2.9. ncbi.py - NCBI Genbank and SRA utilities

This script contains a number of utilities for submitting our analyses to NCBI’s Genbank and SRA databases, as well as retreiving records from Genbank.

usage: ncbi.py subcommand

2.9.1. subcommands



Possible choices: tbl_transfer, tbl_transfer_multichr, tbl_transfer_prealigned, fetch_fastas, fetch_feature_tables, fetch_genbank_records, biosample_to_genbank, prep_genbank_files, prep_sra_table

2.9.2. Sub-commands

2.9.2.1. tbl_transfer

This function takes an NCBI TBL file describing features on a genome

(genes, etc) and transfers them to a new genome.

ncbi.py tbl_transfer [-h] [--oob_clip] [--ignoreAmbigFeatureEdge]
                     [--tmp_dir TMP_DIR] [--tmp_dirKeep]
                     [--loglevel {DEBUG,INFO,WARNING,ERROR,CRITICAL,EXCEPTION}]
                     [--version]
                     ref_fasta ref_tbl alt_fasta out_tbl

2.9.2.1.1. Positional Arguments

ref_fasta

Input sequence of reference genome

ref_tbl

Input reference annotations (NCBI TBL format)

alt_fasta

Input sequence of new genome

out_tbl

Output file with transferred annotations

2.9.2.1.2. Named Arguments

--oob_clip
Out of bounds feature behavior.

False: drop all features that are completely or partly out of bounds True: drop all features completely out of bounds

but truncate any features that are partly out of bounds

Default: False

--ignoreAmbigFeatureEdge
Ambiguous feature behavior.
False: features specified as ambiguous (“<####” or “>####”) are mapped,

where possible

True: features specified as ambiguous (“<####” or “>####”) are interpreted

as exact values

Default: False

--tmp_dir

Base directory for temp files. [default: ‘/tmp’]

Default: '/tmp'

--tmp_dirKeep
Keep the tmp_dir if an exception occurs while

running.
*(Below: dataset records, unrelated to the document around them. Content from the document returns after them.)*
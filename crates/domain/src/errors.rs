//! Error types used throughout the application

use serde::{Deserialize, Serialize};
use thiserror::Error;

/// Main error type for Daybook
///
/// Repository-layer variants (`Validation`, `NotFound`, `Conflict`) abort the
/// request. `Sync` is only ever produced by the calendar adapter and is
/// downgraded to an advisory field by the schedule service.
#[derive(Error, Debug, Clone, PartialEq, Eq, Serialize, Deserialize)]
#[serde(tag = "type", content = "message")]
pub enum DaybookError {
    #[error("Validation error: {0}")]
    Validation(String),

    #[error("Not found: {0}")]
    NotFound(String),

    #[error("Conflict: {0}")]
    Conflict(String),

    #[error("Calendar sync error: {0}")]
    Sync(String),

    #[error("Generation error: {0}")]
    Generation(String),

    #[error("Quota exceeded: {0}")]
    Quota(String),

    #[error("Database error: {0}")]
    Database(String),

    #[error("Configuration error: {0}")]
    Config(String),

    #[error("Network error: {0}")]
    Network(String),

    #[error("Authentication error: {0}")]
    Auth(String),

    #[error("Internal error: {0}")]
    Internal(String),
}

impl DaybookError {
    /// Stable label suitable for log fields and metrics.
    pub fn label(&self) -> &'static str {
        match self {
            Self::Validation(_) => "validation",
            Self::NotFound(_) => "not_found",
            Self::Conflict(_) => "conflict",
            Self::Sync(_) => "sync",
            Self::Generation(_) => "generation",
            Self::Quota(_) => "quota",
            Self::Database(_) => "database",
            Self::Config(_) => "config",
            Self::Network(_) => "network",
            Self::Auth(_) => "auth",
            Self::Internal(_) => "internal",
        }
    }

    /// The message carried by the variant, without the category prefix.
    pub fn message(&self) -> &str {
        match self {
            Self::Validation(msg)
            | Self::NotFound(msg)
            | Self::Conflict(msg)
            | Self::Sync(msg)
            | Self::Generation(msg)
            | Self::Quota(msg)
            | Self::Database(msg)
            | Self::Config(msg)
            | Self::Network(msg)
            | Self::Auth(msg)
            | Self::Internal(msg) => msg,
        }
    }
}

/// Result type alias for Daybook operations
pub type Result<T> = std::result::Result<T, DaybookError>;
//! Per-request construction of calendar clients

use std::sync::Arc;

use daybook_core::schedule::{CalendarConnector, CalendarService};
use daybook_domain::{CalendarConfig, CalendarCredentials, DaybookError, Result};

use super::client::GoogleCalendarClient;
use crate::http::HttpClient;

/// Builds a [`GoogleCalendarClient`] from caller credentials. The HTTP
/// connection pool is shared; the token and calendar are not.
#[derive(Clone)]
pub struct GoogleCalendarConnector {
    http: HttpClient,
    api_base: String,
    default_calendar_id: String,
}

impl GoogleCalendarConnector {
    pub fn new(http: HttpClient, config: &CalendarConfig) -> Self {
        Self {
            http,
            api_base: config.api_base.clone(),
            default_calendar_id: config.default_calendar_id.clone(),
        }
    }
}

impl CalendarConnector for GoogleCalendarConnector {
    fn connect(&self, credentials: &CalendarCredentials) -> Result<Arc<dyn CalendarService>> {
        let token = credentials.access_token.trim();
        if token.is_empty() {
            return Err(DaybookError::Auth("calendar access token is missing".into()));
        }

        let calendar_id = credentials
            .calendar_id
            .as_deref()
            .map(str::trim)
            .filter(|id| !id.is_empty())
            .unwrap_or(&self.default_calendar_id);

        Ok(Arc::new(GoogleCalendarClient::new(
            self.http.clone(),
            self.api_base.clone(),
            calendar_id,
            token,
        )))
    }
}

#[cfg(test)]
mod tests {
    use super::*;

    fn connector() -> GoogleCalendarConnector {
        let config = CalendarConfig {
            api_base: "http://localhost:1".into(),
            default_calendar_id: "primary".into(),
            default_time_zone: "UTC".into(),
        };
        GoogleCalendarConnector::new(HttpClient::builder().build().expect("http client"), &config)
    }

    #[test]
    fn blank_token_is_rejected() {
        let creds = CalendarCredentials { access_token: "   ".into(), calendar_id: None };
        let err = connector().connect(&creds).err().expect("should fail");
        assert!(matches!(err, DaybookError::Auth(_)));
    }

    #[test]
    fn token_builds_a_client() {
        let creds = CalendarCredentials { access_token: "tok".into(), calendar_id: Some(" ".into()) };
        assert!(connector().connect(&creds).is_ok());
    }
}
Default is to delete all temp files at the end, even if there’s a failure.

Default: False

--loglevel

Possible choices: DEBUG, INFO, WARNING, ERROR, CRITICAL, EXCEPTION

Verboseness of output. [default: ‘INFO’]

Default: 'INFO'

--version, -V

show program’s version number and exit

2.9.2.2. tbl_transfer_multichr

This function takes an NCBI TBL file describing features on a genome

(genes, etc) and transfers them to a new genome.

ncbi.py tbl_transfer_multichr [-h] [--ref_fastas REF_FASTAS [REF_FASTAS ...]]
                              [--ref_tbls REF_TBLS [REF_TBLS ...]]
                              [--oob_clip] [--ignoreAmbigFeatureEdge]
                              [--tmp_dir TMP_DIR] [--tmp_dirKeep]
                              [--loglevel {DEBUG,INFO,WARNING,ERROR,CRITICAL,EXCEPTION}]
                              [--version]
                              alt_fasta out_dir

2.9.2.2.1. Positional Arguments

alt_fasta

Input sequence of new genome, all chr/segs in one fasta file, in the same order as ref_fastas

out_dir

Output files include one fasta and tbl per sequence in alt_fasta, named according to the fasta header ID of each entry in alt_fasta.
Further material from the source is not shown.